Texas Medical Association forms COVID-19 task force to help inform and prepare physicians

Texas Politics

AUSTIN (Nexstar) — The Texas Medical Association has formed a COVID-19 task force in an effort to help physicians to prepare for a coronavirus outbreak, or even just one infected patient walking in their doors.

On Tuesday, TMA hosted a tele-townhall to update primary care doctors across the state.

At the beginning of the phone conference, TMA president Dr. David Fleeger polled the nearly 1,800 physicians on the line, asking them to rate how prepared they feel to deal with a coronavirus outbreak in their community.

The scale was one to 5-1, being not at all prepared, and 5 being very prepared. The poll revealed 60% of the physicians on the phone call said they are not prepared.

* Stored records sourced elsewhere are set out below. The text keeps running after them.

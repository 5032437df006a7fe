//! Common API types and error mapping

use axum::http::StatusCode;
use axum::response::{IntoResponse, Response};
use axum::Json;
use serde::Serialize;
use utoipa::ToSchema;

use nh_store::StoreError;

use crate::error::NotificationError;

/// Standard API error response
#[derive(Debug, Serialize, ToSchema)]
pub struct ApiError {
    pub error: String,
    pub message: String,
}

/// Success response with optional message
#[derive(Debug, Serialize, ToSchema)]
pub struct SuccessResponse {
    pub success: bool,
    #[serde(skip_serializing_if = "Option::is_none")]
    pub message: Option<String>,
}

impl SuccessResponse {
    pub fn ok() -> Self {
        Self {
            success: true,
            message: None,
        }
    }
}

/// Cursor-paginated response wrapper
#[derive(Debug, Serialize, ToSchema)]
#[serde(rename_all = "camelCase")]
pub struct PageResponse<T> {
    pub items: Vec<T>,
    #[serde(skip_serializing_if = "Option::is_none")]
    pub next_page_id: Option<String>,
}

impl IntoResponse for NotificationError {
    fn into_response(self) -> Response {
        let (status, error) = match &self {
            NotificationError::InvalidArgument { .. } => {
                (StatusCode::BAD_REQUEST, "invalid_argument")
            }
            NotificationError::NotificationNotFound { .. } => (StatusCode::NOT_FOUND, "not_found"),
            NotificationError::Store(StoreError::InvalidCursor(_)) => {
                (StatusCode::BAD_REQUEST, "invalid_cursor")
            }
            NotificationError::Store(_) => (StatusCode::INTERNAL_SERVER_ERROR, "store_error"),
        };

        if status == StatusCode::INTERNAL_SERVER_ERROR {
            tracing::error!(error = %self, "request failed");
        }

        let body = ApiError {
            error: error.to_string(),
            message: self.to_string(),
        };
        (status, Json(body)).into_response()
    }
}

Thirty percent answered they are somewhat prepared, and only 9-10% answered they are totally prepared. Fleeger said this is exactly why they were holding the town hall.

“I wasn’t surprised and that’s why we’re doing this. We are putting out the message, doctors and patients need to keep calm and prepare, and we’re in the process of making sure they can prepare,” Fleeger said.

TMA’s recommended protocol includes encouraging each practice to make its own plan.

“Doctors need to educate themselves, educate their staff, put a protocol in place to manage the patient that could potentially have symptoms and may have the virus,” Fleeger said.

This includes making sure physicians know how to handle an infected patient in their waiting room.

Dr. Tony Aventa, a member of TMA at the Capital Medical Clinic, was among the small portion of physicians who answered the poll positively. He said his office is prepared.

“We’re getting different surfaces are cleaned down more often, we’re doing that throughout the day,” Aventa explained.

He said patients who call ahead with symptoms will not be spending any time in the waiting room.

“What we’re doing with our triage system is, our patients that are sick with upper respiratory symptoms, we’re going to be having our staff go down and bring them to another area… so we can help keep our regular patients free from coronavirus as well,” Aventa said.

Another part of the protocol is being able to relay information to patients.

“For me personally, when I go in, I want to be demonstrating the importance of hand washing, I’ll be letting them know that it’s better to be hand washing than handshaking right now,” Aventa said.

He added that he always answers any questions patients might have regarding the coronavirus during their visit.

Fleeger said if any physician in Texas has questions, they can refer to the organization’s website, or reach out to TMA directly.